Verdict: A family-themed novel with some dark tinges rippling just below the surface, DIFFERENT explores perspectives, personal bias and understanding, and dabbles lightly in the philosophical concept of an examined life. It’s simply-penned yet subtle, clever in its challenges and angles, and lightly provocative. A sharp, intelligent read.
From the very first paragraph, Frank MacBride’s disquiet about his family and their safety is clear. Awaking from a bad dream, the comfort and reassurance of his wife is not enough: he has to see his children are comfortable in their own beds; not suffering.
Frank’s marriage to Sofia isn’t perfect. In fact, while they’re generally happy, sometimes eruptions seem to lie just below the surface, and slowly they rise through the shallows. The couple are in counselling, their revealing sessions laid bare in the text, and their children present unique challenges. Young Sam doesn’t speak, and, aside from a possible link between his silence and his autism, no one is quite sure why.
While his tale is loaded with meaning, author Datta Groover’s characters are flawed, and as a result, largely feel very real. They make mistakes, disregard each other’s feelings and become frustrated and emotionally volatile when things aren’t going their way. Their family journey is not just ‘different’ but difficult: everyday in some senses, but with some odd subplots pushing it along. The message, as is typical of the genre, is a little zen in its delivery: DIFFERENT is surprisingly fast paced and easy reading, written in straightforward but evocative prose, and does a good job of delivering its more profound lessons – we won’t spoil them here – through forcing a little self examination in the reader. There are plenty of positive intentions not quite working out; plenty of slightly crossed-wires, the kind of slight miscommunications that might grate in a long-term relationship. Dramas bring those connections to a head.
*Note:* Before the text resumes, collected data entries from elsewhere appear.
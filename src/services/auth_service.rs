//! Auth service layer - registration, login, profile and OAuth resolution

use sqlx::PgPool;
use uuid::Uuid;

use crate::auth;
use crate::error::ApiError;
use crate::models::{
    AuthPayload, AuthProviderKind, OAuthProfile, PublicUser, RegisterRequest, UpdatePasswordRequest,
    UpdateProfileRequest, User,
};

/// Identical message for unknown email and wrong password, so login
/// failures never reveal whether an account exists.
const INVALID_CREDENTIALS: &str = "Invalid credentials";

pub struct AuthService {
    pool: PgPool,
    jwt_secret: String,
    jwt_expires_in_days: i64,
}

impl AuthService {
    pub fn new(pool: PgPool, jwt_secret: String, jwt_expires_in_days: i64) -> Self {
        Self {
            pool,
            jwt_secret,
            jwt_expires_in_days,
        }
    }

    pub fn issue_token(&self, user_id: Uuid) -> Result<String, ApiError> {
        auth::generate_token(&self.jwt_secret, user_id, self.jwt_expires_in_days)
    }

    fn auth_payload(&self, user: &User) -> Result<AuthPayload, ApiError> {
        Ok(AuthPayload {
            token: self.issue_token(user.id)?,
            user: PublicUser::from(user),
        })
    }

    pub async fn register(&self, req: RegisterRequest) -> Result<AuthPayload, ApiError> {
        let email = req.email.trim().to_lowercase();

        let existing = sqlx::query_scalar::<_, bool>(
            "SELECT EXISTS (SELECT 1 FROM users WHERE email = $1)",
        )
        .bind(&email)
        .fetch_one(&self.pool)
        .await?;
        if existing {
            return Err(ApiError::Duplicate(
                "User already exists with this email".to_string(),
            ));
        }

        let password_hash = bcrypt::hash(&req.password, bcrypt::DEFAULT_COST)?;

        let user = sqlx::query_as::<_, User>(
            r#"
            INSERT INTO users (id, name, email, password_hash)
            VALUES ($1, $2, $3, $4)
            RETURNING *
            "#,
        )
        .bind(Uuid::new_v4())
        .bind(req.name.trim())
        .bind(&email)
        .bind(password_hash)
        .fetch_one(&self.pool)
        .await?;

        tracing::info!(user_id = %user.id, "user registered");
        self.auth_payload(&user)
    }

    pub async fn login(&self, email: &str, password: &str) -> Result<AuthPayload, ApiError> {
        if email.is_empty() || password.is_empty() {
            return Err(ApiError::Validation(
                "Please provide an email and password".to_string(),
            ));
        }

        let user = sqlx::query_as::<_, User>("SELECT * FROM users WHERE email = $1")
            .bind(email.trim().to_lowercase())
            .fetch_optional(&self.pool)
            .await?
            .ok_or_else(|| ApiError::Authentication(INVALID_CREDENTIALS.to_string()))?;

        // OAuth-only accounts have no hash and can never password-login.
        let hash = user
            .password_hash
            .as_deref()
            .ok_or_else(|| ApiError::Authentication(INVALID_CREDENTIALS.to_string()))?;

        if !bcrypt::verify(password, hash)? {
            return Err(ApiError::Authentication(INVALID_CREDENTIALS.to_string()));
        }

        self.auth_payload(&user)
    }

    pub async fn get_user(&self, id: Uuid) -> Result<User, ApiError> {
        sqlx::query_as::<_, User>("SELECT * FROM users WHERE id = $1")
            .bind(id)
            .fetch_optional(&self.pool)
            .await?
            .ok_or_else(|| ApiError::NotFound("User not found".to_string()))
    }

    pub async fn update_profile(
        &self,
        user_id: Uuid,
        req: UpdateProfileRequest,
    ) -> Result<User, ApiError> {
        let email = req.email.map(|e| e.trim().to_lowercase());

        if let Some(email) = &email {
            let taken = sqlx::query_scalar::<_, bool>(
                "SELECT EXISTS (SELECT 1 FROM users WHERE email = $1 AND id != $2)",
            )
            .bind(email)
            .bind(user_id)
            .fetch_one(&self.pool)
            .await?;
            if taken {
                return Err(ApiError::Duplicate(
                    "User already exists with this email".to_string(),
                ));
            }
        }

        let user = sqlx::query_as::<_, User>(
            r#"
            UPDATE users
            SET name = COALESCE($2, name),
                email = COALESCE($3, email),
                phone = COALESCE($4, phone),
                address = COALESCE($5, address)
            WHERE id = $1
            RETURNING *
            "#,
        )
        .bind(user_id)
        .bind(req.name)
        .bind(email)
        .bind(req.phone)
        .bind(req.address.map(sqlx::types::Json))
        .fetch_optional(&self.pool)
        .await?
        .ok_or_else(|| ApiError::NotFound("User not found".to_string()))?;

        Ok(user)
    }

    pub async fn update_password(
        &self,
        user_id: Uuid,
        req: UpdatePasswordRequest,
    ) -> Result<AuthPayload, ApiError> {
        let user = self.get_user(user_id).await?;

        let hash = user
            .password_hash
            .as_deref()
            .ok_or_else(|| ApiError::Authentication("Current password is incorrect".to_string()))?;
        if !bcrypt::verify(&req.current_password, hash)? {
            return Err(ApiError::Authentication(
                "Current password is incorrect".to_string(),
            ));
        }

        let new_hash = bcrypt::hash(&req.new_password, bcrypt::DEFAULT_COST)?;
        sqlx::query("UPDATE users SET password_hash = $2 WHERE id = $1")
            .bind(user_id)
            .bind(new_hash)
            .execute(&self.pool)
            .await?;

        self.auth_payload(&user)
    }

    /// Resolve an OAuth identity to an account: provider id first, then
    /// verified-email auto-link, then a fresh account. Emails the provider
    /// has not verified are never used for linking, only for creation of a
    /// provider-scoped placeholder identity.
    pub async fn oauth_login(&self, profile: OAuthProfile) -> Result<AuthPayload, ApiError> {
        let provider_column = match profile.provider {
            AuthProviderKind::Google => "google_id",
            AuthProviderKind::Facebook => "facebook_id",
            AuthProviderKind::Local => {
                return Err(ApiError::Validation("Unknown OAuth provider".to_string()))
            }
        };

        let by_provider = sqlx::query_as::<_, User>(&format!(
            "SELECT * FROM users WHERE {provider_column} = $1"
        ))
        .bind(&profile.provider_id)
        .fetch_optional(&self.pool)
        .await?;
        if let Some(user) = by_provider {
            return self.auth_payload(&user);
        }

        if profile.email_verified {
            if let Some(email) = profile.email.as_deref() {
                let by_email =
                    sqlx::query_as::<_, User>("SELECT * FROM users WHERE email = $1")
                        .bind(email.to_lowercase())
                        .fetch_optional(&self.pool)
                        .await?;
                if let Some(user) = by_email {
                    let linked = sqlx::query_as::<_, User>(&format!(
                        r#"
                        UPDATE users
                        SET {provider_column} = $2,
                            avatar = CASE WHEN avatar = '' THEN $3 ELSE avatar END
                        WHERE id = $1
                        RETURNING *
                        "#
                    ))
                    .bind(user.id)
                    .bind(&profile.provider_id)
                    .bind(&profile.avatar)
                    .fetch_one(&self.pool)
                    .await?;
                    tracing::info!(user_id = %linked.id, provider = ?profile.provider, "linked OAuth identity to existing account");
                    return self.auth_payload(&linked);
                }
            }
        }

        let email = match (&profile.email, profile.email_verified) {
            (Some(email), true) => email.to_lowercase(),
            // Unverified or absent email: do not claim it, synthesize one.
            _ => format!("{}@{}.placeholder.local", profile.provider_id, provider_column),
        };

        let user = sqlx::query_as::<_, User>(&format!(
            r#"
            INSERT INTO users (id, name, email, {provider_column}, auth_provider, avatar)
            VALUES ($1, $2, $3, $4, $5, $6)
            RETURNING *
            "#
        ))
        .bind(Uuid::new_v4())
        .bind(&profile.name)
        .bind(email)
        .bind(&profile.provider_id)
        .bind(profile.provider)
        .bind(&profile.avatar)
        .fetch_one(&self.pool)
        .await?;

        tracing::info!(user_id = %user.id, provider = ?profile.provider, "created account from OAuth identity");
        self.auth_payload(&user)
    }
}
The family at the heart of the story are recognizable enough to be easy to relate to, but odd and colorful enough in their quirks to be memorable and punchy in the messages carried in their individual, sometimes almost subliminal plotlines. Their message is delivered in part through Sofia’s Journal, Frank’s first-person narrative and the strange world near-silent Sam seems to occupy.
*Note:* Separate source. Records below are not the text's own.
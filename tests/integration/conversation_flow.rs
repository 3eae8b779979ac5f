//! Integration tests for ordinary conversation turns
//!
//! Flow: Conversation -> Runtime -> MockBackend -> AppEvent -> timeline/ticket store

use std::time::Duration;

use supportdesk::agent::mock::{MockBackend, MockReply};
use supportdesk::agent::{AnswerSource, Confidence, COORDINATOR_AGENT_ID};
use supportdesk::chat::timeline::{NETWORK_ERROR_MESSAGE, SEND_FAILURE_FALLBACK};
use supportdesk::chat::{Feedback, NotificationKind, Role};
use supportdesk::data::{StatusFilter, TicketPriority, TicketStatus};

use super::common::{answer, auto_escalated, Harness, TEST_SESSION_ID, TEST_USER_ID};

#[tokio::test]
async fn test_send_appends_normalized_reply() {
    let backend = MockBackend::new().with_reply(answer("Open the VPN portal and click Forgot Password."));
    let mut h = Harness::new(backend);

    assert!(h.send("How do I reset my VPN password?"));
    assert!(h.conversation.is_busy());
    h.settle().await;

    let requests = h.backend.captured_requests();
    assert_eq!(requests.len(), 1);
    assert_eq!(requests[0].message, "User: Dana. How do I reset my VPN password?");
    assert_eq!(requests[0].agent_id, COORDINATOR_AGENT_ID);
    assert_eq!(requests[0].session_id, TEST_SESSION_ID);
    assert_eq!(requests[0].user_id, TEST_USER_ID);

    assert_eq!(h.messages().len(), 2);
    assert_eq!(h.messages()[0].role, Role::User);
    assert_eq!(h.messages()[0].content, "How do I reset my VPN password?");
    let reply = h.last_message();
    assert_eq!(reply.content, "Open the VPN portal and click Forgot Password.");
    let meta = reply.metadata.as_ref().unwrap();
    assert_eq!(meta.source, AnswerSource::KnowledgeBase);
    assert_eq!(meta.confidence, Confidence::High);
    assert!(h.conversation.active_agent().is_none());
    assert!(h.notifications.is_empty());
}

#[tokio::test(start_paused = true)]
async fn test_back_to_back_send_is_rejected() {
    let backend = MockBackend::new()
        .with_reply(answer("first answer").after(Duration::from_secs(5)))
        .with_reply(answer("unused"));
    let mut h = Harness::new(backend);

    assert!(h.send("first question"));
    assert!(!h.send("second question"));
    h.settle().await;

    assert_eq!(h.backend.call_count(), 1);
    let contents: Vec<_> = h.messages().iter().map(|m| m.content.as_str()).collect();
    assert_eq!(contents, vec!["first question", "first answer"]);
}

#[tokio::test]
async fn test_send_requires_confirmed_name() {
    let mut h = Harness::with_storage(
        MockBackend::new().with_reply(answer("hi")),
        std::sync::Arc::new(supportdesk::data::MemoryStateStore::new()),
        None,
    );
    assert!(!h.send("hello"));
    assert_eq!(h.backend.call_count(), 0);
    assert!(h.messages().is_empty());

    assert!(h.conversation.set_display_name("Sam"));
    assert!(h.send("hello"));
    h.settle().await;
    assert_eq!(h.backend.captured_requests()[0].message, "User: Sam. hello");
}

#[tokio::test]
async fn test_auto_escalation_creates_ticket() {
    let backend = MockBackend::new().with_reply(auto_escalated("TKT-4411", None, true));
    let mut h = Harness::new(backend);

    h.send("My laptop screen keeps flickering after the latest Windows update.");
    h.settle().await;

    let tickets = h.conversation.filter_tickets(StatusFilter::All, "");
    assert_eq!(tickets.len(), 1);
    let ticket = tickets[0];
    assert_eq!(ticket.ticket_id, "TKT-4411");
    assert_eq!(ticket.status, TicketStatus::Open);
    assert_eq!(ticket.priority, TicketPriority::Medium);
    assert_eq!(ticket.reported_by.as_deref(), Some("Dana"));
    assert_eq!(
        ticket.subject,
        "My laptop screen keeps flickering after the latest Windows update."
    );

    assert_eq!(h.notifications.len(), 1);
    assert_eq!(h.notifications[0].kind, NotificationKind::Success);
    assert_eq!(
        h.notifications[0].message,
        "Ticket #TKT-4411 created and notification sent to admin."
    );
    assert!(!h.conversation.can_escalate(h.last_message().id));
}

#[tokio::test]
async fn test_failures_surface_as_error_messages() {
    let backend = MockBackend::new()
        .with_reply(MockReply::reported_failure(None, None))
        .with_reply(MockReply::reported_failure(Some("Daily quota exceeded"), Some("429")))
        .with_reply(MockReply::transport_failure());
    let mut h = Harness::new(backend);

    for question in ["one", "two", "three"] {
        assert!(h.send(question));
        h.settle().await;
    }

    let errors: Vec<_> = h
        .messages()
        .iter()
        .filter(|m| m.is_error)
        .map(|m| m.content.as_str())
        .collect();
    assert_eq!(
        errors,
        vec![SEND_FAILURE_FALLBACK, "Daily quota exceeded", NETWORK_ERROR_MESSAGE]
    );
    assert!(h.conversation.tickets().is_empty());
    assert!(h.messages().iter().all(|m| !m.can_escalate()));
}

#[tokio::test]
async fn test_retry_restores_question_and_resends() {
    let backend = MockBackend::new()
        .with_reply(MockReply::transport_failure())
        .with_reply(answer("Try the printer troubleshooter."));
    let mut h = Harness::new(backend);

    h.send("Printer on floor 3 is offline");
    h.settle().await;
    let error_id = h.last_message().id;

    assert_eq!(
        h.conversation.retry(error_id).as_deref(),
        Some("Printer on floor 3 is offline")
    );
    assert_eq!(h.conversation.timeline().input(), "Printer on floor 3 is offline");
    assert!(h.messages().iter().all(|m| m.id != error_id));

    let effects = h.conversation.send_message();
    h.apply(effects);
    h.settle().await;

    assert_eq!(h.backend.call_count(), 2);
    assert_eq!(h.last_message().content, "Try the printer troubleshooter.");
    let user_turns = h.messages().iter().filter(|m| m.role == Role::User).count();
    assert_eq!(user_turns, 2);
}

#[tokio::test(start_paused = true)]
async fn test_stop_then_late_reply_is_still_appended() {
    let backend = MockBackend::new()
        .with_reply(answer("slow answer").after(Duration::from_secs(30)))
        .with_reply(answer("fast answer").after(Duration::from_secs(60)));
    let mut h = Harness::new(backend);

    h.send("slow question");
    assert!(h.conversation.stop());
    assert!(!h.conversation.is_busy());

    // A new send is allowed right away.
    assert!(h.send("next question"));

    h.step().await;
    assert_eq!(h.last_message().content, "slow answer");
    assert!(h.conversation.timeline().is_in_flight());

    h.settle().await;
    assert_eq!(h.last_message().content, "fast answer");
    assert!(h.notifications.is_empty());
}

#[tokio::test]
async fn test_feedback_marks_agent_messages() {
    let mut h = Harness::new(MockBackend::new().with_reply(answer("Reboot the router.")));
    h.send("Wifi is down");
    h.settle().await;

    let user_id = h.messages()[0].id;
    let agent_id = h.messages()[1].id;
    assert!(!h.conversation.set_feedback(user_id, Feedback::Up));
    assert!(h.conversation.set_feedback(agent_id, Feedback::Up));
    assert_eq!(h.conversation.timeline().feedback(agent_id), Feedback::Up);
}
For all its strengths, there are some oddly weak moments DIFFERENT, too. In particular, the narrative between husband and wife is often used as a device to catch the reader up, and it can involve conversations that seem quite stilted and unrealistically unfamiliar for what’s otherwise portrayed as quite a close marriage. It’s noticeable, but only a minor flaw, and serves its purpose.
The tale takes off when Frank’s mother dies in mysterious circumstances, and Sam, with no way of knowing, suddenly becomes inconsolable in his grief. Then, a dark figure glanced after a routine change at Frank’s work start to unravel his past. The odd, almost supernatural connections flow through Groover’s text, but it’s the base of familial reality that makes DIFFERENT a book worth not just exploring, but really considering, too.
A family-themed novel with some dark tinges rippling just below the surface, DIFFERENT explores perspectives, personal bias and understanding, and dabbles lightly in the philosophical concept of an examined life. It’s simply-penned yet subtle, clever in its challenges and angles, and lightly provocative. A sharp, intelligent read.